A complete, unaltered copy of the listing is needed. Write it out.

···

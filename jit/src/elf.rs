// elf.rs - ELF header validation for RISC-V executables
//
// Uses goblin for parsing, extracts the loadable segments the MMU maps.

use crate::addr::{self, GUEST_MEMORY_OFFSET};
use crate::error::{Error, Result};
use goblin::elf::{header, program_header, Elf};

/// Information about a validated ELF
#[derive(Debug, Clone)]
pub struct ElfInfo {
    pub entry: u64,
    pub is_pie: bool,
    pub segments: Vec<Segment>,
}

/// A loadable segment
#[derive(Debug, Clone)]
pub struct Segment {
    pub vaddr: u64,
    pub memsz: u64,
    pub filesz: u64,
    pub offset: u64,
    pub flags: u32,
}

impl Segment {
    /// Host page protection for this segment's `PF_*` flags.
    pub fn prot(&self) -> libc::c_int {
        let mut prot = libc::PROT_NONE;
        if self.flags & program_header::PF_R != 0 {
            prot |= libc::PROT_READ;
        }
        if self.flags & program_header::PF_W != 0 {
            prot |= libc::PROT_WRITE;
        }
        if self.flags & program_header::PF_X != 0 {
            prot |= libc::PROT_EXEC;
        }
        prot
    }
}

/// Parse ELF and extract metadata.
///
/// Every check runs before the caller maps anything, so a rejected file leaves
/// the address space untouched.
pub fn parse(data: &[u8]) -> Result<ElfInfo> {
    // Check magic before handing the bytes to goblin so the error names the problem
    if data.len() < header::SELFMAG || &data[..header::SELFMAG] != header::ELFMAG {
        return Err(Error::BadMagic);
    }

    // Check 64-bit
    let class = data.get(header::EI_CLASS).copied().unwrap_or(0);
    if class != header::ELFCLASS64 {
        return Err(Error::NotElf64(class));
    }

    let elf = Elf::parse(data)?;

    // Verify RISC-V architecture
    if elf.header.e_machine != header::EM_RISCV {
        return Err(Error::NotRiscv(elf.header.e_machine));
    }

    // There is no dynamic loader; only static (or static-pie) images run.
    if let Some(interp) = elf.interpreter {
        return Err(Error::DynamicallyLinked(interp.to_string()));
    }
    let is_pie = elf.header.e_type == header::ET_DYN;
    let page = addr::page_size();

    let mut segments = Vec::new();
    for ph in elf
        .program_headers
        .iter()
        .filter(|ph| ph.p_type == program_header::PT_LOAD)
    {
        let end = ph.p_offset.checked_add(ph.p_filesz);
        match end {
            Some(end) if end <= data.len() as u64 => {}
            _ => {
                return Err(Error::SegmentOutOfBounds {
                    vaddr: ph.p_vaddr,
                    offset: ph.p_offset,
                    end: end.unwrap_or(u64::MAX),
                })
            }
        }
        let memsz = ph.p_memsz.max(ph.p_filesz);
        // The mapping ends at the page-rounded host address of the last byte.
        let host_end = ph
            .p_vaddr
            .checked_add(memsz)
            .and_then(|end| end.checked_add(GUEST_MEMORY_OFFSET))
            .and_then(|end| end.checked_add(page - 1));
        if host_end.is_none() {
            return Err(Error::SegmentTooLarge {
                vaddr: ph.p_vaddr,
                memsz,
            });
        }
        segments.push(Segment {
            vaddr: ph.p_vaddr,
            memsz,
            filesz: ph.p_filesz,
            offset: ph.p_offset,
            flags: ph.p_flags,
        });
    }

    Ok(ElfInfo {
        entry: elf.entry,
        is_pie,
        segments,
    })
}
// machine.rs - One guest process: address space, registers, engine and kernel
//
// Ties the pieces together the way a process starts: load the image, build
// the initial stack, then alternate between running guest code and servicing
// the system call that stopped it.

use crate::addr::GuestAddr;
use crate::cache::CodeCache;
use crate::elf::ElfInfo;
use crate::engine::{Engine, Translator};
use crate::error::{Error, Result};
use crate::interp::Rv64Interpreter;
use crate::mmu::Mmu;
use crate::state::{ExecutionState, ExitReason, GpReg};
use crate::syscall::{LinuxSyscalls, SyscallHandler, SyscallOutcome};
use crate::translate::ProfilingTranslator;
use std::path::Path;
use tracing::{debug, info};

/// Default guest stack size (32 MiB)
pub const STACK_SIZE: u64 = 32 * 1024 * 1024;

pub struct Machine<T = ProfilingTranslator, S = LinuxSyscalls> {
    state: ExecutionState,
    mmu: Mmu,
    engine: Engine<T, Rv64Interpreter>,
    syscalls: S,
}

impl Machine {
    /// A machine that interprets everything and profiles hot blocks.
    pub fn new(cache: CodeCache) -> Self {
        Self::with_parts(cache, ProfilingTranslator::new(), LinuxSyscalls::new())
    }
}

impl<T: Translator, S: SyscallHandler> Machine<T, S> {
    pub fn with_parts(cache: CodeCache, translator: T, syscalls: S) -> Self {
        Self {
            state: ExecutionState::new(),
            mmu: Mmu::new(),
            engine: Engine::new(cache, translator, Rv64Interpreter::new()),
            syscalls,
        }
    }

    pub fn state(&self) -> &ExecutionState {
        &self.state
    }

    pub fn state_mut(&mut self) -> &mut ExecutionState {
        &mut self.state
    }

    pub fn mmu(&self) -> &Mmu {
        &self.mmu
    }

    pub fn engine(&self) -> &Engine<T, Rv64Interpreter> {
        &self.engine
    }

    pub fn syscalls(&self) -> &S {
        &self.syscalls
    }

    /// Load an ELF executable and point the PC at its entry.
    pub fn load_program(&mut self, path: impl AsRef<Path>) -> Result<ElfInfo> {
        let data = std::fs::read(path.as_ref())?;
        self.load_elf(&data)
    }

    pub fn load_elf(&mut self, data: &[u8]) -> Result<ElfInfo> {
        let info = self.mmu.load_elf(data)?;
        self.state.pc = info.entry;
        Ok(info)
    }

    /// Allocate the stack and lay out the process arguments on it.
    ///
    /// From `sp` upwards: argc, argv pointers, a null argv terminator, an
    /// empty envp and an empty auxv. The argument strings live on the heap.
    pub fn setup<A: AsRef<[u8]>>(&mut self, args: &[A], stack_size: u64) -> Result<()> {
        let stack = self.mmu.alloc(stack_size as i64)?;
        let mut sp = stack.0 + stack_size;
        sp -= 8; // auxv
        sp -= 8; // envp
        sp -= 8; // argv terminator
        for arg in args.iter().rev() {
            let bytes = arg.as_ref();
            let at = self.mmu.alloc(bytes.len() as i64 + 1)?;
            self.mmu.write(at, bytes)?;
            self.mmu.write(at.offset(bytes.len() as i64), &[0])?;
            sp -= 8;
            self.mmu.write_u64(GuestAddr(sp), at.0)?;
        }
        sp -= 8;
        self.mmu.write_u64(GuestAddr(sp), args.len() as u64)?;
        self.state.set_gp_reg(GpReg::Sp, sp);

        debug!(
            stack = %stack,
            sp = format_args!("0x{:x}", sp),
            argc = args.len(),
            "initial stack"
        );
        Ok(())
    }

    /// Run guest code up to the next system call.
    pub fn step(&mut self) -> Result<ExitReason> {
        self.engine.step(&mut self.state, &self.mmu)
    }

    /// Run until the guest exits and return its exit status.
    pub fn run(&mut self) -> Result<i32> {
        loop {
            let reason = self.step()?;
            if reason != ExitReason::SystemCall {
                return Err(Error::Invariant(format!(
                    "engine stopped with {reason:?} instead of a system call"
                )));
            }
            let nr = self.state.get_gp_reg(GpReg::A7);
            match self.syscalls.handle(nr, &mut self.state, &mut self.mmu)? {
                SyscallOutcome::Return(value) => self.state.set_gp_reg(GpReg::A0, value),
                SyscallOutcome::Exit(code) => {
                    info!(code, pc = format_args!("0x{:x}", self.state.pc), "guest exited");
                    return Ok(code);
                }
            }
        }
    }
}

···

== THE ANSWER ==
filename jit/src/elf.rs
// elf.rs - ELF header validation for RISC-V executables
//
// Uses goblin for parsing, extracts the loadable segments the MMU maps.

use crate::addr::{self, GUEST_MEMORY_OFFSET};
use crate::error::{Error, Result};
use goblin::elf::{header, program_header, Elf};

/// Information about a validated ELF
#[derive(Debug, Clone)]
pub struct ElfInfo {
    pub entry: u64,
    pub is_pie: bool,
    pub segments: Vec<Segment>,
}

/// A loadable segment
#[derive(Debug, Clone)]
pub struct Segment {
    pub vaddr: u64,
    pub memsz: u64,
    pub filesz: u64,
    pub offset: u64,
    pub flags: u32,
}

impl Segment {
    /// Host page protection for this segment's `PF_*` flags.
    pub fn prot(&self) -> libc::c_int {
        let mut prot = libc::PROT_NONE;
        if self.flags & program_header::PF_R != 0 {
            prot |= libc::PROT_READ;
        }
        if self.flags & program_header::PF_W != 0 {
            prot |= libc::PROT_WRITE;
        }
        if self.flags & program_header::PF_X != 0 {
            prot |= libc::PROT_EXEC;
        }
        prot
    }
}

/// Parse ELF and extract metadata.
///
/// Every check runs before the caller maps anything, so a rejected file leaves
/// the address space untouched.
pub fn parse(data: &[u8]) -> Result<ElfInfo> {
    // Check magic before handing the bytes to goblin so the error names the problem
    if data.len() < header::SELFMAG || &data[..header::SELFMAG] != header::ELFMAG {
        return Err(Error::BadMagic);
    }

    // Check 64-bit
    let class = data.get(header::EI_CLASS).copied().unwrap_or(0);
    if class != header::ELFCLASS64 {
        return Err(Error::NotElf64(class));
    }

    let elf = Elf::parse(data)?;

    // Verify RISC-V architecture
    if elf.header.e_machine != header::EM_RISCV {
        return Err(Error::NotRiscv(elf.header.e_machine));
    }

    // There is no dynamic loader; only static (or static-pie) images run.
    if let Some(interp) = elf.interpreter {
        return Err(Error::DynamicallyLinked(interp.to_string()));
    }
    let is_pie = elf.header.e_type == header::ET_DYN;
    let page = addr::page_size();

    let mut segments = Vec::new();
    for ph in elf
        .program_headers
        .iter()
        .filter(|ph| ph.p_type == program_header::PT_LOAD)
    {
        let end = ph.p_offset.checked_add(ph.p_filesz);
        match end {
            Some(end) if end <= data.len() as u64 => {}
            _ => {
                return Err(Error::SegmentOutOfBounds {
                    vaddr: ph.p_vaddr,
                    offset: ph.p_offset,
                    end: end.unwrap_or(u64::MAX),
                })
            }
        }
        let memsz = ph.p_memsz.max(ph.p_filesz);
        // The mapping ends at the page-rounded host address of the last byte.
        let host_end = ph
            .p_vaddr
            .checked_add(memsz)
            .and_then(|end| end.checked_add(GUEST_MEMORY_OFFSET))
            .and_then(|end| end.checked_add(page - 1));
        if host_end.is_none() {
            return Err(Error::SegmentTooLarge {
                vaddr: ph.p_vaddr,
                memsz,
            });
        }
        segments.push(Segment {
            vaddr: ph.p_vaddr,
            memsz,
            filesz: ph.p_filesz,
            offset: ph.p_offset,
            flags: ph.p_flags,
        });
    }

    Ok(ElfInfo {
        entry: elf.entry,
        is_pie,
        segments,
    })
}
// machine.rs - One guest process: address space, registers, engine and kernel
//
// Ties the pieces together the way a process starts: load the image, build
// the initial stack, then alternate between running guest code and servicing
// the system call that stopped it.

use crate::addr::GuestAddr;
use crate::cache::CodeCache;
use crate::elf::ElfInfo;
use crate::engine::{Engine, Translator};
use crate::error::{Error, Result};
use crate::interp::Rv64Interpreter;
use crate::mmu::Mmu;
use crate::state::{ExecutionState, ExitReason, GpReg};
use crate::syscall::{LinuxSyscalls, SyscallHandler, SyscallOutcome};
use crate::translate::ProfilingTranslator;
use std::path::Path;
use tracing::{debug, info};

/// Default guest stack size (32 MiB)
pub const STACK_SIZE: u64 = 32 * 1024 * 1024;

pub struct Machine<T = ProfilingTranslator, S = LinuxSyscalls> {
    state: ExecutionState,
    mmu: Mmu,
    engine: Engine<T, Rv64Interpreter>,
    syscalls: S,
}

impl Machine {
    /// A machine that interprets everything and profiles hot blocks.
    pub fn new(cache: CodeCache) -> Self {
        Self::with_parts(cache, ProfilingTranslator::new(), LinuxSyscalls::new())
    }
}

impl<T: Translator, S: SyscallHandler> Machine<T, S> {
    pub fn with_parts(cache: CodeCache, translator: T, syscalls: S) -> Self {
        Self {
            state: ExecutionState::new(),
            mmu: Mmu::new(),
            engine: Engine::new(cache, translator, Rv64Interpreter::new()),
            syscalls,
        }
    }

    pub fn state(&self) -> &ExecutionState {
        &self.state
    }

    pub fn state_mut(&mut self) -> &mut ExecutionState {
        &mut self.state
    }

    pub fn mmu(&self) -> &Mmu {
        &self.mmu
    }

    pub fn engine(&self) -> &Engine<T, Rv64Interpreter> {
        &self.engine
    }

    pub fn syscalls(&self) -> &S {
        &self.syscalls
    }

    /// Load an ELF executable and point the PC at its entry.
    pub fn load_program(&mut self, path: impl AsRef<Path>) -> Result<ElfInfo> {
        let data = std::fs::read(path.as_ref())?;
        self.load_elf(&data)
    }

    pub fn load_elf(&mut self, data: &[u8]) -> Result<ElfInfo> {
        let info = self.mmu.load_elf(data)?;
        self.state.pc = info.entry;
        Ok(info)
    }

    /// Allocate the stack and lay out the process arguments on it.
    ///
    /// From `sp` upwards: argc, argv pointers, a null argv terminator, an
    /// empty envp and an empty auxv. The argument strings live on the heap.
    pub fn setup<A: AsRef<[u8]>>(&mut self, args: &[A], stack_size: u64) -> Result<()> {
        let stack = self.mmu.alloc(stack_size as i64)?;
        let mut sp = stack.0 + stack_size;
        sp -= 8; // auxv
        sp -= 8; // envp
        sp -= 8; // argv terminator
        for arg in args.iter().rev() {
            let bytes = arg.as_ref();
            let at = self.mmu.alloc(bytes.len() as i64 + 1)?;
            self.mmu.write(at, bytes)?;
            self.mmu.write(at.offset(bytes.len() as i64), &[0])?;
            sp -= 8;
            self.mmu.write_u64(GuestAddr(sp), at.0)?;
        }
        sp -= 8;
        self.mmu.write_u64(GuestAddr(sp), args.len() as u64)?;
        self.state.set_gp_reg(GpReg::Sp, sp);

        debug!(
            stack = %stack,
            sp = format_args!("0x{:x}", sp),
            argc = args.len(),
            "initial stack"
        );
        Ok(())
    }

    /// Run guest code up to the next system call.
    pub fn step(&mut self) -> Result<ExitReason> {
        self.engine.step(&mut self.state, &self.mmu)
    }

    /// Run until the guest exits and return its exit status.
    pub fn run(&mut self) -> Result<i32> {
        loop {
            let reason = self.step()?;
            if reason != ExitReason::SystemCall {
                return Err(Error::Invariant(format!(
                    "engine stopped with {reason:?} instead of a system call"
                )));
            }
            let nr = self.state.get_gp_reg(GpReg::A7);
            match self.syscalls.handle(nr, &mut self.state, &mut self.mmu)? {
                SyscallOutcome::Return(value) => self.state.set_gp_reg(GpReg::A0, value),
                SyscallOutcome::Exit(code) => {
                    info!(code, pc = format_args!("0x{:x}", self.state.pc), "guest exited");
                    return Ok(code);
                }
            }
        }
    }
}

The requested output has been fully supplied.